Some point to the diminished interest as evidence that the popularity among taxpayers was based more on a self-interested financial calculation than on subsidizing parents such as Amanda Relaford-Hollingsworth, who sends three children to a southeast Atlanta private school with scholarships from the tax credits.

“If it was full-on tuition,” she said, “I don’t think it would be possible.”

But proponents such as Indianapolis-based EdChoice, which advocates for public support of alternatives to public schools, say the diminished interest among taxpayers is simply the result of confusion about the federal tax changes. Leslie Hiner, vice president of legal affairs for the group, said regular taxpayers who don’t stand to profit but support the idea of public financing of private schools have been scared away by fears that they’ll lose money. “Leave it to Treasury to complicate our lives,” she said.

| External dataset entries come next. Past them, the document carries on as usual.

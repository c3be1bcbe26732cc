//! Do-notation for `Task`.
//!
//! `task_do!` turns a block of steps into a single pending [`Task`]. The block
//! runs as one future: each `<=` step is lifted into a task, awaited until it
//! settles, and its value bound before the next step is evaluated. The first
//! failed step ends the block and becomes the failure of the resulting task.
//!
//! [`Task`]: crate::task::Task
//!
//! # Syntax
//!
//! `<=` is the bind operator (`<-` cannot be matched in Rust macros).
//!
//! ```text
//! task_do! {
//!     pattern <= step;             // step: a Task or a Result; pattern gets its value
//!     let pattern = expression;    // plain binding
//!     let name: Type = expression; // plain binding with a type
//!     ...
//!     step                         // final step: a Task or a Result
//! }
//! ```
//!
//! A step's error is converted with `From` into the error type of the final
//! task, so steps with narrower error types can be mixed in one block.
//!
//! # Examples
//!
//! ```rust,ignore
//! use asyncfx::task::Task;
//! use asyncfx::task_do;
//!
//! #[tokio::main]
//! async fn main() {
//!     let summary: Task<String, FetchError> = task_do! {
//!         user <= fetch_user(1);
//!         let name = user.name.clone();
//!         posts <= fetch_posts(user.id);
//!         Ok(format!("{name}: {} posts", posts.len()))
//!     };
//!     println!("{:?}", summary.await);
//! }
//! ```

/// Sequences `Task` steps into one pending `Task`.
///
/// Steps are evaluated lazily and strictly one after another: a step's
/// expression is only evaluated after the previous step completed. A failed
/// step short-circuits the block.
///
/// Inside a Tokio runtime the block is driven in the background like any task
/// built with [`Task::from_future`](crate::task::Task::from_future).
///
/// # Examples
///
/// ```rust
/// use asyncfx::task::Task;
/// use asyncfx::task_do;
///
/// let sum: Task<i32, String> = task_do! {
///     x <= Task::<i32, String>::complete(1);
///     y <= Ok::<_, String>(2);
///     Ok(x + y)
/// };
/// assert_eq!(futures::executor::block_on(sum.settled()), Ok(3));
/// ```
#[macro_export]
macro_rules! task_do {
    (@step let $name:ident : $ty:ty = $value:expr ; $($rest:tt)+) => {{
        let $name: $ty = $value;
        $crate::task_do!(@step $($rest)+)
    }};

    (@step let $pattern:pat = $value:expr ; $($rest:tt)+) => {{
        let $pattern = $value;
        $crate::task_do!(@step $($rest)+)
    }};

    // `$pattern` is a single token tree: an identifier, `_` or a parenthesized tuple.
    (@step $pattern:tt <= $step:expr ; $($rest:tt)+) => {{
        let $pattern = $crate::task::Task::lift($step).settled().await?;
        $crate::task_do!(@step $($rest)+)
    }};

    (@step $last:expr) => {
        $crate::task::Task::lift($last).settled().await
    };

    ($($body:tt)+) => {
        $crate::task::Task::from_future(async move { $crate::task_do!(@step $($body)+) })
    };
}

#[cfg(test)]
mod tests {
    use crate::task::Task;
    use std::sync::Arc;
    use std::sync::atomic::{AtomicUsize, Ordering};
    use std::time::Duration;

    fn after(milliseconds: u64, value: i32) -> Task<i32, String> {
        Task::from_future(async move {
            tokio::time::sleep(Duration::from_millis(milliseconds)).await;
            Ok(value)
        })
    }

    #[tokio::test]
    async fn test_block_is_pending_until_steps_settle() {
        let total: Task<i32, String> = task_do! {
            x <= after(10, 1);
            y <= after(10, 2);
            Ok(x + y)
        };

        assert!(total.is_pending());
        assert_eq!(total.clone().await, Ok(3));
        assert!(total.is_complete());
    }

    #[tokio::test]
    async fn test_later_step_is_not_evaluated_before_earlier_one_settles() {
        let started = Arc::new(AtomicUsize::new(0));
        let observed = Arc::clone(&started);

        let total: Task<usize, String> = task_do! {
            _ <= after(20, 0);
            let seen = observed.fetch_add(1, Ordering::SeqCst);
            Ok(seen)
        };

        tokio::time::sleep(Duration::from_millis(5)).await;
        assert_eq!(started.load(Ordering::SeqCst), 0);

        assert_eq!(total.await, Ok(0));
        assert_eq!(started.load(Ordering::SeqCst), 1);
    }

    #[test]
    fn test_failed_step_without_runtime() {
        let evaluated = Arc::new(AtomicUsize::new(0));
        let counter = Arc::clone(&evaluated);

        let result: Task<i32, String> = task_do! {
            x <= Task::<i32, String>::complete(1);
            _ <= Task::<i32, String>::failed(format!("failed after {x}"));
            let (a, b) = (counter.fetch_add(1, Ordering::SeqCst), 2);
            Ok(i32::try_from(a + b).unwrap_or(i32::MAX))
        };

        let outcome = futures::executor::block_on(result.settled());

        assert_eq!(outcome, Err("failed after 1".to_string()));
        assert_eq!(result.to_string(), "Task(Failed: failed after 1)");
        assert_eq!(evaluated.load(Ordering::SeqCst), 0);
    }

    #[test]
    fn test_final_step_may_be_a_task() {
        let result: Task<(i32, i32), String> = task_do! {
            (x, y) <= Ok::<_, String>((10, 20));
            let total: i32 = x + y;
            Task::complete((total, x))
        };

        assert_eq!(futures::executor::block_on(result.settled()), Ok((30, 10)));
    }
}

If contributions are falling, there might be less money for scholarships to help parents like Relaford-Hollingsworth. She drives her kids half an hour from home to Atlanta Youth Academy, which offers “excellent academics and active pursuit of God’s word,” according to its website. Her neighborhood public school has low test scores, more children per teacher and, she assumes, more problems with disruptive students. Her oldest, Merce, 14, has excelled academically at the private school and is already talking about becoming an architect.

But even if Georgia's program becomes less popular, parents like her may find help on the federal level. Last week, Education Secretary Betsy DeVos and Republican lawmakers announced a proposal to establish a multibillion-dollar federal tax credit scholarship program.